Depositato stamane, in vista della discussione sul ddl 55, riferito alle norme da attuare per contrastare le conseguenze dell'epidemia Covid-19, un ordine del giorno del consigliere De Godenz avente come oggetto la concertazione con il governo di una modifica dell'interpretazione INAIL secondo la quale il Covid contratto sul lavoro è da ascriversi quale infortunio implicando responsabilità penale del datore di lavoro e, in caso di decesso del lavoratore malato, addirittura omicidio colposo.
"Ho deciso di intervenire con un apposito odg" ha spiegato De Godenz "poichè, trattandosi di un pandemia, oltre a considerare le ovvie ed evidenti difficoltà della dimostrazione del contagio sul lavoro, contagio che potrebbe infatti avvenire in qualunque altro luogo o momento - poiché la constatazione dell’infortunio prevede l’esistenza di un’ora e di un luogo ben preciso-, gli industriali italiani e trentini si sono ritrovati davvero spiazzati come confermato anche dalle parole, riportate ampiamente in seconda commissione sabato scorso e sulla stampa, e che condivido pienamente, del Presidente Manzana e del direttore generale di Confindustria Trento Roberto Busato il quale, senza mezzi termini, ha bollato la decisione di INAIL come assurda, aggiungendo che a nessuno verrebbe mai in mente di considerare infortunio sul lavoro il contagio da influenza e non si capisce perché il Covid-19 dovrebbe essere considerato in maniera differente.” Ritenendo in gran parte condivisibile tale ragionamento, credo che a livello politico vadano fatte delle valutazioni, corroborate da uno stretto confronto con Confindustria e con gli imprenditori trentini, al fine di procedere poi con una formale richiesta a Roma per un veloce cambiamento di rotta che permetta di modificare il parere dell’INAIL e concedere a chi produce e fornisce posti di lavoro di continuare il lavoro o riaprire con più serenità".

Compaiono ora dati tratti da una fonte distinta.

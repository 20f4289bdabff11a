use crate::{Heap, Str, Tagged, Value};

/// An integer that fits in a fixnum word.
///
/// Integer keys are stored as fixnums in keyed dictionaries, so a key outside
/// [`Value::FIXNUM_MIN`]..=[`Value::FIXNUM_MAX`] cannot be built.
#[derive(Debug, Clone, Copy, PartialEq, Eq, Hash, PartialOrd, Ord)]
pub struct IntegerKey(i64);

impl IntegerKey {
    pub const MIN: Self = Self(Value::FIXNUM_MIN);
    pub const MAX: Self = Self(Value::FIXNUM_MAX);

    #[inline]
    pub const fn new(n: i64) -> Option<Self> {
        if n >= Value::FIXNUM_MIN && n <= Value::FIXNUM_MAX {
            Some(Self(n))
        } else {
            None
        }
    }

    #[inline]
    pub const fn get(self) -> i64 {
        self.0
    }
}

/// Canonical comparison form of a property key.
///
/// Names are interned per heap, so two name keys are the same key exactly
/// when they reference the same [`Str`] cell.
#[derive(Debug, Clone, Copy, PartialEq, Eq, Hash)]
pub enum PropertyKey {
    Integer(IntegerKey),
    Name(Tagged<Str>),
}

impl PropertyKey {
    /// Integer key for `n`, or `None` when `n` does not fit in a fixnum.
    #[inline]
    pub const fn integer(n: i64) -> Option<Self> {
        match IntegerKey::new(n) {
            Some(key) => Some(PropertyKey::Integer(key)),
            None => None,
        }
    }

    /// The integer this key names, if it is an integer key.
    #[inline]
    pub fn as_integer(self) -> Option<i64> {
        match self {
            PropertyKey::Integer(n) => Some(n.get()),
            PropertyKey::Name(_) => None,
        }
    }

    /// The word stored in the key half of a keyed dictionary entry.
    #[inline]
    pub fn to_value(self) -> Value {
        match self {
            PropertyKey::Integer(n) => Value::from_i64(n.get()),
            PropertyKey::Name(name) => name.value(),
        }
    }

    /// Recover a key from a stored key word.
    ///
    /// Only fixnums and name references are ever written as keys, so any
    /// other word is `None` (an empty slot reads as [`Value::HOLE`]).
    #[inline]
    pub fn from_value(value: Value) -> Option<Self> {
        if let Some(n) = value.to_i64() {
            return Some(PropertyKey::Integer(IntegerKey(n)));
        }
        value
            .ref_index()
            .map(|index| PropertyKey::Name(Tagged::from_index(index)))
    }

    /// Index into a dense dictionary, if this key can address one.
    #[inline]
    pub fn dense_index(self) -> Option<usize> {
        match self {
            PropertyKey::Integer(n) if n.get() >= 0 => Some(n.get() as usize),
            _ => None,
        }
    }

    #[inline]
    pub fn is_integer(self) -> bool {
        matches!(self, PropertyKey::Integer(_))
    }

    /// Full 64-bit hash; dictionaries mask the low bits.
    ///
    /// The integer mix is a bijection, so distinct integer keys never share
    /// a hash.
    pub fn hash(self, heap: &Heap) -> u64 {
        match self {
            PropertyKey::Integer(n) => {
                // splitmix64 finalizer
                let mut z = n.get() as u64;
                z = (z ^ (z >> 30)).wrapping_mul(0xbf58_476d_1ce4_e5b9);
                z = (z ^ (z >> 27)).wrapping_mul(0x94d0_49bb_1331_11eb);
                z ^ (z >> 31)
            }
            PropertyKey::Name(name) => heap.string(name).symbol().hash,
        }
    }

    pub fn is_same(self, other: Self) -> bool {
        self == other
    }
}

impl From<IntegerKey> for PropertyKey {
    fn from(value: IntegerKey) -> Self {
        PropertyKey::Integer(value)
    }
}

impl From<i32> for PropertyKey {
    fn from(value: i32) -> Self {
        PropertyKey::Integer(IntegerKey(value as i64))
    }
}

impl From<u32> for PropertyKey {
    fn from(value: u32) -> Self {
        PropertyKey::Integer(IntegerKey(value as i64))
    }
}

impl From<Tagged<Str>> for PropertyKey {
    fn from(value: Tagged<Str>) -> Self {
        PropertyKey::Name(value)
    }
}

"L’intervento della Provincia Autonoma di Trento risulta oltremodo auspicabile" ha continuato De Godenz "anche perchè sono giunte negli scorsi giorni notizie di aziende che davanti al rischio di indagini e cause penali hanno deciso laddove possibile di utilizzare lo smart working o addirittura di non ripartire - e tale è il caso di alcuni stabilimenti produttivi - fino a quando l'interpretazione non verrà rivista."
"E' ad esempio il caso della Sportiva in Valle di Fiemme" ha spiegato De Godenz "azienda d’eccellenza famosa a livello internazionale che era prontissima a ripartire a pieno regime ma che a causa della scelta dell’INAIL - cha ha giustamente spaventato la proprietà - non ha potuto farlo, impedendo a centinaia di lavoratori di tornare al lavoro. Peranto Su questo punto chiedo davvero che si faccia i fretta e si intensifichi il confronto con il livello nazionale, ottenendo il cambiamento necessario." ha concluso il consigliere provinciale
Per tali ragioni, visto l’art. 2 del ddl 55/XVI De Godenz ha richiesto che il Consiglio della Provincia Autonoma di Trento impegni la Giunta Provinciale a presentare con urgenza al Governo nazionale, al fine di supportare la pronta e piena ripartenza delle industrie e imprese trentine, la richiesta di adottare tutti gli approfondimenti necessari al fine di verificare se la posizione dell’INAIL risulta coerente o meno con il quadro normativo e, in quest’ultimo caso, di approvare le disposizioni necessarie per chiarire normativamente già con il prossimo decreto che il contagio da Covid-19 non deve essere inquadrato come infortunio sul lavoro ma come malattia o - in subordine - che il contagio da Covid-19 viene considerato infortunio sul lavoro solo dove sia espressamente provato dall’INAIL che il contagio, oltre ad essere avvenuto sul luogo di lavoro, è avvenuto a causa del mancato rispetto da parte del datore di lavoro delle misure di sicurezza espressamente indicate dal Governo.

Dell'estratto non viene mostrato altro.